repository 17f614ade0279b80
pub mod clock;
pub mod dir;
pub mod logging;
pub mod percentage;
pub mod runtime;
pub mod time;
use std::{collections::HashMap, sync::Arc};

use chrono::{DateTime, Utc};
use tracing::{debug, instrument, warn};

use crate::{
    platform::{IntervalGranularity, PackageRegistry, UsageStatsEntry, UsageStatsProvider},
    utils::{percentage::Percentage, time::UsageWindow},
};

use super::{duration::format_duration, record::UsageRecord, UsageError};

/// Reads usage for a window and ranks it. Holds nothing but references to the services, so a
/// pass never depends on the previous one.
pub struct UsageAggregator<'a> {
    usage: &'a dyn UsageStatsProvider,
    registry: &'a dyn PackageRegistry,
    granularity: IntervalGranularity,
}

impl<'a> UsageAggregator<'a> {
    pub fn new(
        usage: &'a dyn UsageStatsProvider,
        registry: &'a dyn PackageRegistry,
        granularity: IntervalGranularity,
    ) -> Self {
        Self {
            usage,
            registry,
            granularity,
        }
    }

    /// Returns installed packages used during `[window_start, window_end)`, most used first.
    #[instrument(skip(self))]
    pub async fn compute_usage(
        &self,
        window_start: DateTime<Utc>,
        window_end: DateTime<Utc>,
    ) -> Result<Vec<UsageRecord>, UsageError> {
        let window = UsageWindow::new(window_start, window_end);
        let entries = self
            .usage
            .query_usage(self.granularity, window.start_millis(), window.end_millis())
            .await
            .map_err(UsageError::Provider)?;
        debug!("Provider returned {} entries", entries.len());

        rank_usage(entries, self.registry)
    }
}

/// Ranks raw entries: merges entries of the same package, drops packages the registry can't
/// resolve, and computes every package's share of the remaining total.
pub fn rank_usage(
    entries: Vec<UsageStatsEntry>,
    registry: &dyn PackageRegistry,
) -> Result<Vec<UsageRecord>, UsageError> {
    let mut installed = merge_by_package(entries)
        .into_iter()
        .filter_map(|entry| match registry.resolve_application_info(&entry.package_id) {
            Some(info) => Some((entry, info)),
            None => {
                debug!("Dropping {} as it is no longer installed", entry.package_id);
                None
            }
        })
        .collect::<Vec<_>>();

    installed.sort_by_key(|(entry, _)| entry.total_foreground_millis);

    // Summed wide so that entries close to i64::MAX can't overflow the total.
    let total_time: i128 = installed
        .iter()
        .map(|(entry, _)| i128::from(entry.total_foreground_millis))
        .sum();
    if total_time == 0 {
        return Ok(vec![]);
    }

    let mut records = installed
        .into_iter()
        .map(|(entry, info)| {
            let millis = entry.total_foreground_millis;
            debug_assert!(millis >= 0, "negative durations are dropped while merging");
            Ok(UsageRecord {
                package_id: entry.package_id,
                icon: info.icon,
                display_name: info.display_name,
                foreground_millis: millis,
                percentage: Percentage::of(millis, total_time).unwrap_or(Percentage::ZERO),
                duration_text: format_duration(millis)?,
            })
        })
        .collect::<Result<Vec<_>, UsageError>>()?;

    records.reverse();
    Ok(records)
}

/// A window can span several provider buckets, which yields several entries per package. Merged
/// entries keep the order in which the provider first reported them.
fn merge_by_package(entries: Vec<UsageStatsEntry>) -> Vec<UsageStatsEntry> {
    let mut merged = Vec::<UsageStatsEntry>::with_capacity(entries.len());
    let mut positions = HashMap::<Arc<str>, usize>::new();

    for entry in entries {
        if entry.total_foreground_millis < 0 {
            warn!(
                "Ignoring negative foreground time {} for {}",
                entry.total_foreground_millis, entry.package_id
            );
            continue;
        }
        match positions.get(&entry.package_id) {
            Some(&position) => {
                let merged = &mut merged[position].total_foreground_millis;
                *merged = merged.saturating_add(entry.total_foreground_millis);
            }
            None => {
                positions.insert(entry.package_id.clone(), merged.len());
                merged.push(entry);
            }
        }
    }
    merged
}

○ ○ ○ ○ ○

Scan the data above for the string "positions". Copy every line in which it appears.

    let mut positions = HashMap::<Arc<str>, usize>::new();
        match positions.get(&entry.package_id) {
                positions.insert(entry.package_id.clone(), merged.len());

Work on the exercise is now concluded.